In this way, the transparency level of the image displayed on the transparent display can be adapted to the current ambient light conditions in the environment of the display, e.g. in a living room. For instance, if an ambient light sensor determines that the environment is rather dark, the transparency level of the image displayed on the transparent screen might be increased. To the contrary, if the ambient light sensor determines that the environment is rather well illuminated, the transparency level of the screen might be decreased. Thus, an optimum user experience is enabled independently from the current ambient light conditions.

Further, adjusting the decoded image data to obtain a transparency-adjusted image data depending on the measured ambient light intensity might be performed gradually. Hence, the precise value of the measured ambient light intensity may be considered for adjusting the decoded image.

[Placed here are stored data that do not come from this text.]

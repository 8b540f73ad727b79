//! Transport plumbing shared by request/reply bindings.
//!
//! - [`TransportError`]: failures of an outbound call
//! - [`PendingRequests`]: correlation id to waiter table for asynchronous replies
//! - [`channel`]: an in-process broker binding
//! - [`local`]: a direct binding without a broker

pub mod channel;
pub mod local;

use std::collections::HashMap;
use std::sync::Mutex;
use std::time::Duration;

use tokio::sync::oneshot;
use tracing::debug;
use uuid::Uuid;

use crate::supervision::{lock, ConnectionError, Signal};
use crate::wire::{Response, WireError};

/// Failures of an outbound call.
#[derive(Debug, thiserror::Error)]
pub enum TransportError {
    /// No reply within the request timeout.
    #[error("Request timed out after {}ms", .after.as_millis())]
    Timeout { after: Duration },

    /// The caller gave up on the request.
    #[error("Request cancelled by caller")]
    Cancelled,

    #[error("Transport disconnected: {0}")]
    Disconnected(String),

    #[error(transparent)]
    Connection(#[from] ConnectionError),

    #[error(transparent)]
    Wire(#[from] WireError),
}

pub type Result<T> = std::result::Result<T, TransportError>;

/// Waiters for replies, keyed by correlation id.
///
/// An entry lives from [`register`](Self::register) until its reply arrives,
/// its wait times out, or the waiting future is dropped.
#[derive(Debug, Default)]
pub struct PendingRequests {
    waiters: Mutex<HashMap<Uuid, oneshot::Sender<Response>>>,
}

impl PendingRequests {
    pub fn new() -> Self {
        Self::default()
    }

    /// Allocate a correlation id and the receiver its reply will arrive on.
    pub fn register(&self) -> (Uuid, oneshot::Receiver<Response>) {
        let correlation_id = Uuid::new_v4();
        let (sender, receiver) = oneshot::channel();
        lock(&self.waiters).insert(correlation_id, sender);
        (correlation_id, receiver)
    }

    /// Hand a reply to its waiter. Returns false for unknown or expired ids.
    pub fn complete(&self, correlation_id: Uuid, response: Response) -> bool {
        let waiter = lock(&self.waiters).remove(&correlation_id);
        match waiter {
            Some(sender) => sender.send(response).is_ok(),
            None => {
                debug!(%correlation_id, "Reply for unknown or expired request");
                false
            }
        }
    }

    pub fn remove(&self, correlation_id: &Uuid) {
        lock(&self.waiters).remove(correlation_id);
    }

    pub fn len(&self) -> usize {
        lock(&self.waiters).len()
    }

    pub fn is_empty(&self) -> bool {
        self.len() == 0
    }

    /// Wait for the reply to `correlation_id`.
    ///
    /// Times out with [`TransportError::Timeout`], or fails with
    /// [`TransportError::Cancelled`] once `cancel` fires. Either way, and when
    /// the returned future is dropped early, the entry is removed.
    pub async fn wait(
        &self,
        correlation_id: Uuid,
        receiver: oneshot::Receiver<Response>,
        timeout: Duration,
        cancel: Option<&Signal>,
    ) -> Result<Response> {
        let _entry = EntryGuard {
            pending: self,
            correlation_id,
        };

        let cancelled = async {
            match cancel {
                Some(signal) => signal.wait().await,
                None => std::future::pending().await,
            }
        };

        tokio::select! {
            reply = receiver => reply.map_err(|_| {
                TransportError::Disconnected("reply channel closed".to_string())
            }),
            _ = tokio::time::sleep(timeout) => Err(TransportError::Timeout { after: timeout }),
            _ = cancelled => Err(TransportError::Cancelled),
        }
    }
}

struct EntryGuard<'a> {
    pending: &'a PendingRequests,
    correlation_id: Uuid,
}

impl Drop for EntryGuard<'_> {
    fn drop(&mut self) {
        self.pending.remove(&self.correlation_id);
    }
}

According to a further aspect of the disclosure, a method for generating an encoded video bitstream with multiple frames for displaying a video on a transparent display is provided, wherein the method comprises the following steps:

    • receiving a video sequence, wherein the video sequence comprises image data comprising multiple image values representing an image to be displayed;
    • for each frame of the video sequence:
      • encoding the image data of the current frame;
      • providing transparency data representing the intended transparency level of at least a region of the image to be displayed, in case the current frame is intended to represent a transparent image;
      • writing the encoded frame into an output video bitstream.

The described method can be implemented on an encoder providing an encoded video bitstream. Providing transparency data representing the intended transparency level of the image to be displayed allows to provide a single video bitstream for different display devices, such as transparent LCDs and transparent LEDs. The output bitstream may be stored on a storage device or transmitted directed to receiving devices.

In some embodiments, the transparency data may comprise binary values representing the intended transparency of at least a part of the image to be displayed.

In some embodiments, the transparency data comprises integer values representing the intended transparency of at least a part of the image encoded in the image data, wherein the integer values comprise N bit of data, N corresponding to 8, 10, 12 or 16.

Optionally, the transparency data may comprise region parameters representing a defined region within the image represented by the image data, wherein one or several transparency values are allocated to the defined region.

The region parameters might be designed in the same manner as described above in view of the decoding method. Hence, the amount of required data for encoding the transparency data might be significantly decreased.

In some embodiments, the transparency data comprises a reduced number of transparency values when compared to the number of image values comprised in the image data.

Also, the transparency data may be determined by downsampling transparency data comprising the same dimensions as the image data. Hence, the encoded video bitstream can be further compressed.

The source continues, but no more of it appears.